Your ontology and epistemology create a holistic view of how knowledge is viewed and how we can see ourselves in relation to this knowledge, and the methodological strategies we use to un/discover it. Awareness of philosophical assumptions will increase quality of research and can contribute to the creativity of the researcher. Furthermore, you will be asked about it in your viva and are expected to narrate it when you write up your research findings.
Which research paradigm does my research belong to?
- Positivists believe that there is a single reality, which can be measured and known, and therefore they are more likely to use quantitative methods to measure and this reality.
- Constructivists believe that there is no single reality or truth, and therefore reality needs to be interpreted, and therefore they are more likely to use qualitative methods to get those multiple realities.
- Pragmatists believe that reality is constantly renegotiated, debated, interpreted, and therefore the best method to use is the one that solves the problem
The table below (which I created) gives a more detailed overview of each paradigm (and contains subjectivism and critical too), and your own research paradigm could very well sit in between one of the paradigms. You could use a top down or a bottom up approach (Rebecca explains here) to decide where your research sits. In a bottom up approach, you decide on your research question, then you decide which methods, methodology, theoretical perspective you will approach your research from. In reality, I believe its probably neither strictly a top down or bottom up approach, you probably go back and forth till you find the right fit. I believe each research project would have a different research paradigm and hence a different theoretical perspective.
Table adapted from various sources, including Crotty (1998). Crotty left ontology out of his framework, and also didn’t include Pragmatism and Critical. But the assumptions underlying every piece of research are both ontological and epistemological.
Where does most social science research sit?
According to Eddie, and quoting directly, most social science sits into the following:
“1. Experimental (Positivist), with a more realist ontology (i.e. reality is out there), with an empiricist epistemology (i.e. and I’ll gather sense data to find it);
2. Postmodernist constructivism, with a less realist ontology (i.e. reality is just a load of competing claims), and a constructivist epistemology (i.e. and I’ll analyse those competing accounts to explore it)
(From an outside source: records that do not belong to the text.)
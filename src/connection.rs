//! # MQTT Link Module
//!
//! Bridges the broker and the node loop. Runs in a dedicated thread with its
//! own Tokio runtime so the blocking acquisition loop never waits on the
//! network.
//!
//! ## Channels
//! - inbox (`Sender<Message>`): command-topic publishes for the node loop; bounded,
//!   a full inbox drops the newest message and answers `error_command_inbox_full`
//! - outbox (`Receiver<Status>`): status reports published to the status topic
//!
//! ## Connection Lifecycle
//! The event loop reconnects on its own after errors, pausing
//! `reconnect_delay` between attempts. Every ConnAck re-subscribes to the
//! command topic and announces `booted_up` (first connect) or
//! `reconnected_idle`. Recording state is never touched from here, so a
//! session survives a broker outage.
//!
//! The link shuts down once every `StatusReporter` is dropped: the remaining
//! statuses are published and the client disconnects.

use crossbeam_channel::{Receiver, Sender, TrySendError};
use rumqttc::{AsyncClient, Event, EventLoop, MqttOptions, Outgoing, Packet, QoS};
use std::time::Duration;
use tokio::runtime::{Handle, Runtime};

use crate::command::Message;
use crate::config::Config;
use crate::error::LinkError;
use crate::status::Status;

// The capacity of the client request channel.
const REQUEST_CHANNEL_CAPACITY: usize = 10;

// Upper bound on a single publish waiting for room in the request channel.
const PUBLISH_TIMEOUT: Duration = Duration::from_secs(1);

// Time allowed to flush pending publishes on shutdown.
const DISCONNECT_TIMEOUT: Duration = Duration::from_secs(2);

pub struct MqttLink {
    options: MqttOptions,
    command_topic: String,
    status_topic: String,
    reconnect_delay: Duration,
    inbox: Sender<Message>,
    outbox: Receiver<Status>,
}

impl MqttLink {
    pub fn new(config: &Config, inbox: Sender<Message>, outbox: Receiver<Status>) -> Self {
        let mut options = MqttOptions::new(
            config.device_id.clone(),
            config.broker_host.clone(),
            config.broker_port,
        );
        options.set_keep_alive(Duration::from_secs(config.keep_alive_secs.max(5)));
        if let (Some(username), Some(password)) = (&config.username, &config.password) {
            options.set_credentials(username.clone(), password.clone());
        }

        Self {
            options,
            command_topic: config.command_topic.clone(),
            status_topic: config.status_topic(),
            reconnect_delay: config.reconnect_delay(),
            inbox,
            outbox,
        }
    }

    /// Runs the link until the outbox closes or the node loop goes away.
    ///
    /// Blocks the calling thread; spawn it on its own thread.
    pub fn run(self) -> Result<(), LinkError> {
        let rt = Runtime::new().map_err(|e| LinkError::RuntimeCreation(e.to_string()))?;
        let result = rt.block_on(self.serve());
        // The publisher may still be parked on the outbox
        rt.shutdown_background();
        result
    }

    async fn serve(self) -> Result<(), LinkError> {
        let (host, port) = self.options.broker_address();
        log::info!(
            "Connecting to MQTT broker {}:{} as client ID '{}'...",
            host,
            port,
            self.options.client_id()
        );

        let (client, mut eventloop) = AsyncClient::new(self.options.clone(), REQUEST_CHANNEL_CAPACITY);
        let mut publisher = spawn_publisher(client.clone(), self.outbox.clone(), self.status_topic.clone());
        let mut connected_once = false;

        let result = loop {
            tokio::select! {
                event = eventloop.poll() => match event {
                    Ok(Event::Incoming(Packet::ConnAck(_))) => {
                        log::info!("Connected to MQTT broker");
                        self.on_connect(&client, connected_once);
                        connected_once = true;
                    }
                    Ok(Event::Incoming(Packet::Publish(publish))) => {
                        let message = Message::new(publish.topic.clone(), publish.payload.to_vec());
                        match forward(&self.inbox, message) {
                            Ok(None) => {}
                            Ok(Some(status)) => self.publish_now(&client, status),
                            Err(e) => break Err(e),
                        }
                    }
                    Ok(_) => {}
                    Err(e) => {
                        log::warn!(
                            "Network/MQTT error: {}. Retrying in {:?}",
                            e,
                            self.reconnect_delay
                        );
                        tokio::time::sleep(self.reconnect_delay).await;
                    }
                },
                _ = &mut publisher => break Ok(()),
            }
        };

        flush_and_disconnect(&client, &mut eventloop).await;
        result
    }

    fn on_connect(&self, client: &AsyncClient, reconnect: bool) {
        if let Err(e) = client.try_subscribe(self.command_topic.as_str(), QoS::AtMostOnce) {
            log::error!("Impossible to subscribe to topic {}: {}", self.command_topic, e);
            return;
        }
        log::info!("Subscribed to topic: '{}'", self.command_topic);

        let status = if reconnect {
            Status::ReconnectedIdle
        } else {
            Status::BootedUp
        };
        self.publish_now(client, status);
    }

    /// Publish from the event loop task, bypassing the outbox
    fn publish_now(&self, client: &AsyncClient, status: Status) {
        if let Err(e) = client.try_publish(
            self.status_topic.as_str(),
            QoS::AtMostOnce,
            false,
            status.token(),
        ) {
            log::warn!("Failed to publish status '{}': {}", status, e);
        }
    }
}

/// Hand an inbound message to the node loop. Returns the status to answer
/// with when the message had to be dropped.
fn forward(inbox: &Sender<Message>, message: Message) -> Result<Option<Status>, LinkError> {
    match inbox.try_send(message) {
        Ok(()) => Ok(None),
        Err(TrySendError::Full(message)) => {
            log::warn!("Inbox full, dropping message on '{}'", message.topic);
            Ok(Some(Status::ErrorCommandInboxFull))
        }
        Err(TrySendError::Disconnected(_)) => Err(LinkError::Disconnected),
    }
}

/// Forward every status from the outbox to the broker, in order
fn spawn_publisher(
    client: AsyncClient,
    outbox: Receiver<Status>,
    topic: String,
) -> tokio::task::JoinHandle<()> {
    let handle = Handle::current();
    tokio::task::spawn_blocking(move || {
        for status in outbox.iter() {
            let publish = client.publish(topic.as_str(), QoS::AtMostOnce, false, status.token());
            match handle.block_on(tokio::time::timeout(PUBLISH_TIMEOUT, publish)) {
                Ok(Ok(())) => log::debug!("Published status '{}' to '{}'", status, topic),
                Ok(Err(e)) => log::warn!("Failed to publish status '{}': {}", status, e),
                Err(_) => log::warn!("Timed out publishing status '{}'", status),
            }
        }
        log::debug!("Status outbox closed");
    })
}

async fn flush_and_disconnect(client: &AsyncClient, eventloop: &mut EventLoop) {
    if let Err(e) = client.try_disconnect() {
        log::warn!("Error disconnecting MQTT: {}", e);
        return;
    }

    let flush = async {
        loop {
            match eventloop.poll().await {
                Ok(Event::Outgoing(Outgoing::Disconnect)) | Err(_) => break,
                Ok(_) => {}
            }
        }
    };
    if tokio::time::timeout(DISCONNECT_TIMEOUT, flush).await.is_err() {
        log::warn!("Timed out flushing MQTT requests");
    }
    log::info!("Disconnected from MQTT broker");
}
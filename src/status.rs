//! # Status Reporting Module
//!
//! Every state change, error and heartbeat the node emits travels to the
//! controller as a short opaque token (e.g. `recording_started`).
//!
//! ## Key Types
//! - `Status`: One token, possibly carrying an error detail
//! - `StatusReporter`: Cloneable handle shared by the node loop and writer thread
//!
//! All reports go through one bounded outbox channel that the transport link
//! drains, so reports never interleave. Event reports block until queued and
//! are never dropped; heartbeats use `try_send` and are skipped when the outbox
//! is full.

use crossbeam_channel::{Sender, TrySendError};
use std::fmt;

/// Status tokens understood by the controller
#[derive(Debug, Clone, PartialEq, Eq)]
pub enum Status {
    BootedUp,
    Connected,
    ReconnectedIdle,
    RecordingStarted,
    RecordingAlreadyActive,
    RecordingStoppingSignal,
    NoRecordingActive,
    RecordingStoppedCore1Exit,
    ErrorSdNotMounted,
    ErrorMissingFilename,
    ErrorInvalidFilename,
    ErrorUnknownJsonCommand,
    ErrorNonJsonCommand,
    ErrorCommandInboxFull,
    WriteError(String),
    FileOpenError(String),
    ThreadError(String),
    FrameDroppedQueueFull,
    // Heartbeat
    RecordingActive,
    IdleSdReady,
    IdleNoSd,
}

impl Status {
    /// Wire token for this status
    pub fn token(&self) -> String {
        let token = match self {
            Status::BootedUp => "booted_up",
            Status::Connected => "connected",
            Status::ReconnectedIdle => "reconnected_idle",
            Status::RecordingStarted => "recording_started",
            Status::RecordingAlreadyActive => "recording_already_active",
            Status::RecordingStoppingSignal => "recording_stopping_signal",
            Status::NoRecordingActive => "no_recording_active",
            Status::RecordingStoppedCore1Exit => "recording_stopped_core1_exit",
            Status::ErrorSdNotMounted => "error_sd_not_mounted",
            Status::ErrorMissingFilename => "error_missing_filename",
            Status::ErrorInvalidFilename => "error_invalid_filename",
            Status::ErrorUnknownJsonCommand => "error_unknown_json_command",
            Status::ErrorNonJsonCommand => "error_non_json_command",
            Status::ErrorCommandInboxFull => "error_command_inbox_full",
            Status::WriteError(detail) => return format!("recording_write_error_{}", detail),
            Status::FileOpenError(detail) => {
                return format!("recording_file_open_error_{}", detail)
            }
            Status::ThreadError(detail) => return format!("recording_thread_error_{}", detail),
            Status::FrameDroppedQueueFull => "recording_frame_dropped_queue_full",
            Status::RecordingActive => "recording_active",
            Status::IdleSdReady => "idle_sd_ready",
            Status::IdleNoSd => "idle_no_sd",
        };
        token.to_string()
    }

    /// Heartbeat token derived from current state
    pub fn heartbeat(recording: bool, storage_available: bool) -> Self {
        if recording {
            Status::RecordingActive
        } else if storage_available {
            Status::IdleSdReady
        } else {
            Status::IdleNoSd
        }
    }
}

impl fmt::Display for Status {
    fn fmt(&self, f: &mut fmt::Formatter<'_>) -> fmt::Result {
        f.write_str(&self.token())
    }
}

/// Handle used by every component to emit statuses
#[derive(Clone)]
pub struct StatusReporter {
    sender: Sender<Status>,
}

impl StatusReporter {
    pub fn new(sender: Sender<Status>) -> Self {
        Self { sender }
    }

    /// Report an event. Blocks while the outbox is full.
    pub fn report(&self, status: Status) {
        log::info!("Status: {}", status);
        if let Err(e) = self.sender.send(status) {
            log::warn!("Status outbox closed, dropping '{}'", e.0);
        }
    }

    /// Best-effort heartbeat. Returns `false` when it was skipped.
    pub fn heartbeat(&self, recording: bool, storage_available: bool) -> bool {
        let status = Status::heartbeat(recording, storage_available);
        match self.sender.try_send(status) {
            Ok(()) => true,
            Err(TrySendError::Full(status)) => {
                log::debug!("Outbox full, skipping heartbeat '{}'", status);
                false
            }
            Err(TrySendError::Disconnected(_)) => false,
        }
    }
}
//! # Node Loop
//!
//! The cooperative main loop of the acquisition side. Each iteration:
//!
//! 1. handles at most one inbound message
//! 2. runs one sampler tick (a full frame while recording, nothing when idle)
//! 3. yields briefly
//! 4. emits a heartbeat once `status_interval` has elapsed
//!
//! Commands are only seen between frames, so while recording a stop takes
//! effect at the next frame boundary at the latest.

use crossbeam_channel::{Receiver, TryRecvError};
use std::sync::atomic::{AtomicBool, Ordering};
use std::sync::Arc;
use std::thread;
use std::time::{Duration, Instant};

use crate::command::{Dispatcher, Message};
use crate::config::Config;
use crate::context::SharedContext;
use crate::hal::{AnalogSource, Clock};
use crate::recorder::Recorder;
use crate::sampler::{Sampler, TickOutcome};
use crate::status::{Status, StatusReporter};
use crate::storage::Storage;

pub struct Node<A, C> {
    sampler: Sampler<A, C>,
    recorder: Recorder,
    dispatcher: Dispatcher,
    reporter: StatusReporter,
    inbox: Receiver<Message>,
    status_interval: Duration,
    loop_yield: Duration,
    last_status: Instant,
}

impl<A: AnalogSource, C: Clock> Node<A, C> {
    pub fn new(
        config: &Config,
        storage: Arc<Storage>,
        source: A,
        clock: C,
        inbox: Receiver<Message>,
        reporter: StatusReporter,
    ) -> Self {
        let ctx = Arc::new(SharedContext::new(config.queue_capacity));
        let sampler = Sampler::new(
            Arc::clone(&ctx),
            source,
            clock,
            config.samples_per_frame,
            config.channel_count,
            config.sample_interval(),
            config.push_timeout(),
        );
        let recorder = Recorder::new(
            ctx,
            storage,
            reporter.clone(),
            config.channel_count,
            config.writer_poll(),
        );

        Self {
            sampler,
            recorder,
            dispatcher: Dispatcher::new(config.command_topic.clone(), reporter.clone()),
            reporter,
            inbox,
            status_interval: config.status_interval(),
            loop_yield: config.loop_yield(),
            last_status: Instant::now(),
        }
    }

    #[cfg(test)]
    pub fn recorder(&self) -> &Recorder {
        &self.recorder
    }

    /// One loop iteration. Returns `false` once the inbox has no sender left.
    pub fn step(&mut self) -> bool {
        match self.inbox.try_recv() {
            Ok(message) => self.dispatcher.dispatch(&message, &mut self.recorder),
            Err(TryRecvError::Empty) => {}
            Err(TryRecvError::Disconnected) => {
                log::error!("Command link closed");
                return false;
            }
        }

        if self.sampler.run_once() == TickOutcome::Dropped {
            self.reporter.report(Status::FrameDroppedQueueFull);
        }

        thread::sleep(self.loop_yield);

        if self.last_status.elapsed() >= self.status_interval {
            self.recorder.heartbeat();
            self.last_status = Instant::now();
        }
        true
    }

    /// Run until `shutdown` is raised or the link goes away, then stop any
    /// recording and wait for the writer to drain.
    pub fn run(&mut self, shutdown: &AtomicBool) {
        log::info!("Node loop running");
        while !shutdown.load(Ordering::SeqCst) {
            if !self.step() {
                break;
            }
        }
        log::info!("Node loop exiting");
        if self.recorder.is_recording() {
            log::info!("Recording still active, stopping it");
        }
        self.recorder.shutdown();
    }
}
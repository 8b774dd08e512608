//! # Frame Queue
//!
//! Bounded FIFO of completed frames. The queue itself does no locking; it
//! lives inside [`crate::context::SharedContext`] next to the recording state
//! so both are guarded by the same mutex.

use std::collections::VecDeque;

use crate::frame::Frame;

pub struct FrameQueue {
    frames: VecDeque<Frame>,
    capacity: usize,
}

impl FrameQueue {
    pub fn new(capacity: usize) -> Self {
        Self {
            frames: VecDeque::with_capacity(capacity),
            capacity: capacity.max(1),
        }
    }

    /// Enqueue at the back. Hands the frame back when the queue is at its high-water mark.
    pub fn push(&mut self, frame: Frame) -> Result<(), Frame> {
        if self.is_full() {
            return Err(frame);
        }
        self.frames.push_back(frame);
        Ok(())
    }

    pub fn try_pop(&mut self) -> Option<Frame> {
        self.frames.pop_front()
    }

    pub fn len(&self) -> usize {
        self.frames.len()
    }

    pub fn is_empty(&self) -> bool {
        self.frames.is_empty()
    }

    pub fn is_full(&self) -> bool {
        self.frames.len() >= self.capacity
    }

    #[cfg(test)]
    pub fn capacity(&self) -> usize {
        self.capacity
    }

    /// Drop every queued frame, returning how many were discarded
    pub fn clear(&mut self) -> usize {
        let stale = self.frames.len();
        self.frames.clear();
        stale
    }
}
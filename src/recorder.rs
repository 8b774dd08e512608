//! # Recording State Machine
//!
//! Owns the recording lifecycle: `Idle <-> Recording`.
//!
//! ## Transitions
//! - `Idle --start(filename)--> Recording`: needs mounted storage and a plain
//!   file name; clears the frame queue and spawns a fresh writer
//! - `Recording --stop--> Idle`: the writer drains the queue and reports its
//!   own exit once done
//! - `start` while recording and `stop` while idle are no-ops that still
//!   acknowledge with a status
//!
//! ## Writer Lifecycle
//! A new `start` joins the previous session's writer before spawning the next
//! one, so two writers never share the queue. The writer was already told to
//! stop, so the join only waits for it to finish draining.

use std::path::PathBuf;
use std::sync::Arc;
use std::thread::JoinHandle;
use std::time::Duration;

use crate::context::SharedContext;
use crate::error::{StartError, WriterError};
use crate::status::{Status, StatusReporter};
use crate::storage::Storage;
use crate::writer::Writer;

pub struct Recorder {
    ctx: Arc<SharedContext>,
    storage: Arc<Storage>,
    reporter: StatusReporter,
    channel_count: usize,
    writer_poll: Duration,
    writer: Option<JoinHandle<Result<usize, WriterError>>>,
}

impl Recorder {
    pub fn new(
        ctx: Arc<SharedContext>,
        storage: Arc<Storage>,
        reporter: StatusReporter,
        channel_count: usize,
        writer_poll: Duration,
    ) -> Self {
        Self {
            ctx,
            storage,
            reporter,
            channel_count,
            writer_poll,
            writer: None,
        }
    }

    pub fn is_recording(&self) -> bool {
        self.ctx.is_active()
    }

    /// Start a session writing to `filename` under the storage root
    pub fn start_recording(&mut self, filename: &str) -> Result<u64, StartError> {
        let result = self.try_start(filename);
        match &result {
            Ok(session) => {
                log::info!("Starting recording session {} to {}", session, filename);
                self.reporter.report(Status::RecordingStarted);
            }
            Err(e) => {
                log::warn!("Start ignored: {}", e);
                self.reporter.report(e.status());
            }
        }
        result
    }

    fn try_start(&mut self, filename: &str) -> Result<u64, StartError> {
        if self.ctx.is_active() {
            return Err(StartError::AlreadyActive);
        }
        if !self.storage.is_available() {
            return Err(StartError::StorageUnavailable);
        }
        let path: PathBuf = self.storage.resolve(filename)?;

        self.join_writer();

        let session = self.ctx.begin_session(filename)?;
        let writer = Writer::new(
            Arc::clone(&self.ctx),
            self.reporter.clone(),
            path,
            session,
            self.channel_count,
            self.writer_poll,
        );
        match writer.spawn() {
            Ok(handle) => {
                self.writer = Some(handle);
                Ok(session)
            }
            Err(e) => {
                self.ctx.fail_session(session);
                Err(StartError::WriterSpawn(e.to_string()))
            }
        }
    }

    /// Signal the current session to stop. Returns `false` if nothing was recording.
    pub fn stop_recording(&mut self) -> bool {
        let filename = self.ctx.state().filename.unwrap_or_default();
        if self.ctx.end_session() {
            log::info!("Stopping recording to {}", filename);
            self.reporter.report(Status::RecordingStoppingSignal);
            true
        } else {
            log::info!("No recording active. Ignoring stop command.");
            self.reporter.report(Status::NoRecordingActive);
            false
        }
    }

    pub fn check_connection(&self) {
        self.reporter.report(Status::Connected);
    }

    /// Periodic status. Skipped (returns `false`) when the outbox is busy.
    pub fn heartbeat(&self) -> bool {
        self.reporter
            .heartbeat(self.ctx.is_active(), self.storage.is_available())
    }

    /// Stop any session and wait for its writer to drain
    pub fn shutdown(&mut self) {
        if self.ctx.end_session() {
            log::info!(
                "Signaling recording thread to stop ({} frames queued)...",
                self.ctx.queue_len()
            );
        }
        self.join_writer();
    }

    fn join_writer(&mut self) {
        let Some(handle) = self.writer.take() else {
            return;
        };
        match handle.join() {
            Ok(Ok(frames)) => log::debug!("Previous writer exited after {} frames", frames),
            // Already reported by the writer itself
            Ok(Err(e)) => log::debug!("Previous writer exited with error: {}", e),
            Err(_) => log::error!("Writer thread panicked"),
        }
    }
}

impl Drop for Recorder {
    fn drop(&mut self) {
        self.shutdown();
    }
}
Applied, then to social psychology, it is important to understand the tension, throughout its history, between:
1. A more traditional experimental (quantitative) approach, which sees social reality as a set of facts to be known for all time by measuring people in the laboratory;
2. A more critical, discursive (qualitative) approach, which sees social reality as mutually constructed between people in the real world.”
However, I must add that pragmatism (and hence mixed methods research) is also being increasingly used in social sciences.
What impact will my chosen paradigm have on my research?
It will have a huge impact. Let me give you an example of an interview based research that is constructivist:
“So as GP trainers, constructivism means that to understand our trainees and their learning, beliefs or behaviours we have to be aware of their experience and culture (the historical and cultural contexts) and recognise that they don’t just potentially see the world differently to us, but experience it differently too.” Source.
Useful reading and references
Texts I found useful:
Crotty, M., 1998. Foundations of social research: Meaning and Perspective in the Research Process. p.256.
Easterby-Smith, M., Thorpe, R. and Jackson, P.R., 2012. Management Research. [online] SAGE Publications. Available at: <https://books.google.co.uk/books/about/Management_Research.html?id=ahbhMb-R7MQC&pgis=1> [Accessed 14 Jul. 2015].
Scotland, J., 2012. Exploring the philosophical underpinnings of research: Relating ontology and epistemology to the methodology and methods of the scientific, interpretive, and critical research paradigms. English Language Teaching, 5(9), pp.9–16.